3. Antragstellung bei Ihrer GKV
Reichen Sie alle gesammelten Unterlagen zusammen bei Ihrer GKV ein. Dies umfasst:
- Das Begründungsschreiben Ihrer überweisenden Ärztin/Arztes.
- Den Kostenvoranschlag der Upright-MRT-Praxis.
- Die Bescheinigung der Praxis über die Qualitätsanforderungen.
- Ein formloses Anschreiben an Ihre Krankenkasse. Darin sollten Sie ausführlich erläutern, warum Sie ein Upright-MRT benötigen, welche Symptome Sie haben, welchen medizinischen Nutzen Sie sich versprechen und warum andere Untersuchungsmethoden nicht ausreichend sind. Bei bestimmten Diagnosen wie einem Ehlers-Danlos-Syndrom (EDS) kann es hilfreich sein, Publikationen anzufügen, die die Notwendigkeit eines Upright-MRTs untermauern. Hier finden Sie Publikationen: https://www.upright-mrt.de/klinische-indikation/fallstudien-zur-upright-mrt/
Wichtig:
Stellen Sie den Antrag, bevor Sie einen Termin in einer Upright-MRT-Praxis vereinbaren!

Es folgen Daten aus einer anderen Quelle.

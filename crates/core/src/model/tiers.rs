use serde::{Deserialize, Serialize};
use thiserror::Error;

/// Fixed number of attempts every problem allows.
pub const MAX_ATTEMPTS: u8 = 3;

const TIER_LEN: usize = MAX_ATTEMPTS as usize;

#[derive(Debug, Error, Clone, PartialEq, Eq)]
#[non_exhaustive]
pub enum TierError {
    #[error("point tiers must have exactly {expected} entries, got {len}")]
    WrongLength { expected: usize, len: usize },

    #[error("point tiers must not increase with attempts used")]
    Increasing,
}

/// Points awarded for a correct answer, indexed by attempts already used.
///
/// Index 0 is the first-try reward; the last index is the reward on the
/// final allowed attempt.
#[derive(Debug, Clone, Copy, PartialEq, Eq, Serialize, Deserialize)]
pub struct PointTiers([u32; TIER_LEN]);

impl PointTiers {
    /// `{3, 2, 1}`: single-problem tasks.
    pub const STANDARD: Self = Self([3, 2, 1]);

    /// `{6, 4, 2}`: double-weighted bonus tasks and 3D shapes.
    pub const BONUS: Self = Self([6, 4, 2]);

    /// Builds a custom tier schedule.
    ///
    /// # Errors
    ///
    /// Returns `TierError::WrongLength` unless exactly `MAX_ATTEMPTS` values are given,
    /// and `TierError::Increasing` if a later attempt would earn more than an earlier one.
    pub fn new(points: &[u32]) -> Result<Self, TierError> {
        let tiers: [u32; TIER_LEN] = points.try_into().map_err(|_| TierError::WrongLength {
            expected: TIER_LEN,
            len: points.len(),
        })?;
        if tiers.windows(2).any(|pair| pair[1] > pair[0]) {
            return Err(TierError::Increasing);
        }
        Ok(Self(tiers))
    }

    /// Points for a correct answer after `attempts_used` wrong ones.
    ///
    /// Returns 0 once every attempt has been spent.
    #[must_use]
    pub fn points_for(&self, attempts_used: u8) -> u32 {
        self.0.get(usize::from(attempts_used)).copied().unwrap_or(0)
    }

    #[must_use]
    pub fn as_slice(&self) -> &[u32] {
        &self.0
    }
}
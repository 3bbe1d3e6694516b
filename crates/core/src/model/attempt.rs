use serde::{Deserialize, Serialize};
use thiserror::Error;

use crate::model::tiers::{MAX_ATTEMPTS, PointTiers};

#[derive(Debug, Error, Clone, PartialEq, Eq)]
#[non_exhaustive]
pub enum AttemptError {
    #[error("all {max} attempts have already been used")]
    NoAttemptsLeft { max: u8 },
}

/// Result of grading one submission.
#[derive(Debug, Clone, Copy, PartialEq, Eq, Serialize, Deserialize)]
pub enum AttemptOutcome {
    Correct { points: u32 },
    IncorrectRetry { remaining: u8 },
    IncorrectExhausted,
}

/// Attempt counter for the problem currently on screen.
#[derive(Debug, Clone, Copy, PartialEq, Eq)]
pub struct AttemptState {
    used: u8,
    max: u8,
}

impl Default for AttemptState {
    fn default() -> Self {
        Self::new()
    }
}

impl AttemptState {
    #[must_use]
    pub fn new() -> Self {
        Self {
            used: 0,
            max: MAX_ATTEMPTS,
        }
    }

    #[must_use]
    pub fn used(&self) -> u8 {
        self.used
    }

    #[must_use]
    pub fn max(&self) -> u8 {
        self.max
    }

    #[must_use]
    pub fn remaining(&self) -> u8 {
        self.max - self.used
    }

    /// True before the first graded submission.
    #[must_use]
    pub fn is_fresh(&self) -> bool {
        self.used == 0
    }

    #[must_use]
    pub fn is_exhausted(&self) -> bool {
        self.used >= self.max
    }

    /// Grades one submission and consumes an attempt.
    ///
    /// Points come from `tiers` indexed by the attempts used before this one.
    ///
    /// # Errors
    ///
    /// Returns `AttemptError::NoAttemptsLeft` once the counter is exhausted.
    pub fn record(
        &mut self,
        correct: bool,
        tiers: &PointTiers,
    ) -> Result<AttemptOutcome, AttemptError> {
        if self.is_exhausted() {
            return Err(AttemptError::NoAttemptsLeft { max: self.max });
        }
        let before = self.used;
        self.used += 1;

        if correct {
            return Ok(AttemptOutcome::Correct {
                points: tiers.points_for(before),
            });
        }
        if self.is_exhausted() {
            Ok(AttemptOutcome::IncorrectExhausted)
        } else {
            Ok(AttemptOutcome::IncorrectRetry {
                remaining: self.remaining(),
            })
        }
    }
}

Setzen Sie sich bei Bedarf persönlich mit Ihrer Krankenkasse in Verbindung, um die Bearbeitung zu beschleunigen. Vereinbaren Sie einen Termin erst, wenn Sie eine schriftliche Kostenzusage Ihrer GKV erhalten haben. Andernfalls müssen Sie ggf. die Kosten selbst tragen. Sollte die Untersuchung aufgrund der Dringlichkeit Ihrer Symptomatik sofort erfolgen müssen, können Sie direkt einen Termin vereinbaren. Die Chancen auf Kostenerstattung sind dann jedoch erfahrungsgemäß geringer.

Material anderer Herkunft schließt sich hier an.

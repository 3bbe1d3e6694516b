use thiserror::Error;

//
// ─── ERRORS ────────────────────────────────────────────────────────────────────
//

#[derive(Debug, Error, Clone, PartialEq, Eq)]
#[non_exhaustive]
pub enum SettingsError {
    #[error("time limit must be between 5 and 3600 seconds, got {0}")]
    InvalidTimeLimit(u32),

    #[error("bonus time limit must be between 5 and 3600 seconds, got {0}")]
    InvalidBonusTimeLimit(u32),

    #[error("shape run size must be between 1 and 8, got {0}")]
    InvalidShapeRunSize(usize),

    #[error("shape draw cap must be at least the run size")]
    InvalidDrawCap,
}

//
// ─── SETTINGS ──────────────────────────────────────────────────────────────────
//

const TIME_LIMIT_RANGE: std::ops::RangeInclusive<u32> = 5..=3600;
const RUN_SIZE_RANGE: std::ops::RangeInclusive<usize> = 1..=8;

/// Tutor-wide configuration.
#[derive(Debug, Clone, Copy, PartialEq, Eq)]
pub struct TutorSettings {
    time_limit_secs: u32,
    bonus_time_limit_secs: u32,
    shape_run_size: usize,
    shape_draw_cap: usize,
    seed: Option<u64>,
}

/// Unvalidated settings, filled from flags and environment.
#[derive(Debug, Clone, Default)]
pub struct TutorSettingsDraft {
    pub time_limit_secs: Option<u32>,
    pub bonus_time_limit_secs: Option<u32>,
    pub shape_run_size: Option<usize>,
    pub shape_draw_cap: Option<usize>,
    pub seed: Option<u64>,
}

impl TutorSettingsDraft {
    #[must_use]
    pub fn new() -> Self {
        Self::default()
    }

    /// Fills gaps with defaults and validates.
    ///
    /// # Errors
    ///
    /// Returns `SettingsError` if any value is out of range.
    pub fn validate(self) -> Result<TutorSettings, SettingsError> {
        let defaults = TutorSettings::default();
        TutorSettings::new(
            self.time_limit_secs.unwrap_or(defaults.time_limit_secs),
            self.bonus_time_limit_secs
                .unwrap_or(defaults.bonus_time_limit_secs),
            self.shape_run_size.unwrap_or(defaults.shape_run_size),
            self.shape_draw_cap.unwrap_or(defaults.shape_draw_cap),
            self.seed,
        )
    }
}

impl TutorSettings {
    /// Creates custom settings.
    ///
    /// # Errors
    ///
    /// Returns `SettingsError` if a time limit is outside 5..=3600 seconds, the
    /// run size is outside 1..=8, or the draw cap is smaller than the run size.
    pub fn new(
        time_limit_secs: u32,
        bonus_time_limit_secs: u32,
        shape_run_size: usize,
        shape_draw_cap: usize,
        seed: Option<u64>,
    ) -> Result<Self, SettingsError> {
        if !TIME_LIMIT_RANGE.contains(&time_limit_secs) {
            return Err(SettingsError::InvalidTimeLimit(time_limit_secs));
        }
        if !TIME_LIMIT_RANGE.contains(&bonus_time_limit_secs) {
            return Err(SettingsError::InvalidBonusTimeLimit(bonus_time_limit_secs));
        }
        if !RUN_SIZE_RANGE.contains(&shape_run_size) {
            return Err(SettingsError::InvalidShapeRunSize(shape_run_size));
        }
        if shape_draw_cap < shape_run_size {
            return Err(SettingsError::InvalidDrawCap);
        }
        Ok(Self {
            time_limit_secs,
            bonus_time_limit_secs,
            shape_run_size,
            shape_draw_cap,
            seed,
        })
    }

    #[must_use]
    pub fn time_limit_secs(&self) -> u32 {
        self.time_limit_secs
    }

    #[must_use]
    pub fn bonus_time_limit_secs(&self) -> u32 {
        self.bonus_time_limit_secs
    }

    #[must_use]
    pub fn shape_run_size(&self) -> usize {
        self.shape_run_size
    }

    #[must_use]
    pub fn shape_draw_cap(&self) -> usize {
        self.shape_draw_cap
    }

    #[must_use]
    pub fn seed(&self) -> Option<u64> {
        self.seed
    }

    #[must_use]
    pub fn with_seed(mut self, seed: u64) -> Self {
        self.seed = Some(seed);
        self
    }
}

impl Default for TutorSettings {
    /// 3 minutes per problem, 5 for bonus tasks, 4 shapes per run.
    fn default() -> Self {
        Self {
            time_limit_secs: 180,
            bonus_time_limit_secs: 300,
            shape_run_size: 4,
            shape_draw_cap: 100,
            seed: None,
        }
    }
}
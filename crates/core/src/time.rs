use chrono::{DateTime, TimeDelta, Utc};

/// Source of timestamps for ledger history and session summaries.
///
/// Countdowns are tick-driven and never read the clock.
#[derive(Debug, Clone, Copy, Default, PartialEq, Eq)]
pub enum Clock {
    #[default]
    System,
    Fixed(DateTime<Utc>),
}

impl Clock {
    #[must_use]
    pub fn fixed(at: DateTime<Utc>) -> Self {
        Self::Fixed(at)
    }

    #[must_use]
    pub fn now(&self) -> DateTime<Utc> {
        match self {
            Clock::System => Utc::now(),
            Clock::Fixed(at) => *at,
        }
    }
}

/// Deterministic timestamp for tests (2023-11-14T22:13:20Z).
pub const FIXED_TEST_TIMESTAMP: i64 = 1_700_000_000;

#[must_use]
pub fn fixed_now() -> DateTime<Utc> {
    DateTime::<Utc>::UNIX_EPOCH + TimeDelta::seconds(FIXED_TEST_TIMESTAMP)
}

#[must_use]
pub fn fixed_clock() -> Clock {
    Clock::fixed(fixed_now())
}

Was tun bei Ablehnung des Antrags?
Seien Sie darauf vorbereitet, dass Ihre Krankenkasse den Antrag zunächst ablehnen könnte.
- Widerspruch einlegen: Im Falle einer Ablehnung haben Sie in der Regel 4 Wochen Zeit, Widerspruch einzulegen. Die genaue Frist entnehmen Sie dem Ablehnungsschreiben Ihrer Krankenkasse.
- Begründung des Widerspruchs: Begründen Sie Ihren Widerspruch erneut ausführlich und verweisen Sie auf alle bereits genannten Argumente und beigefügten Unterlagen.
- Bearbeitungsfristen: Die GKV hat eine dreiwöchige Bearbeitungsfrist. Zieht die Krankenkasse den Medizinischen Dienst hinzu, verlängert sich die Frist auf fünf Wochen. Für Widersprüche gibt es keine feste Bearbeitungsfrist. Bleiben Sie geduldig und kontaktieren Sie Ihre Krankenkasse bei Bedarf erneut.
Dieser Leitfaden dient lediglich der allgemeinen Information und ersetzt keine individuelle Rechtsberatung. Klären Sie alle offenen Fragen stets mit Ihrer behandelnden Ärztin oder Ihrem Arzt, Ihrer Krankenkasse oder einem Rechtsanwalt.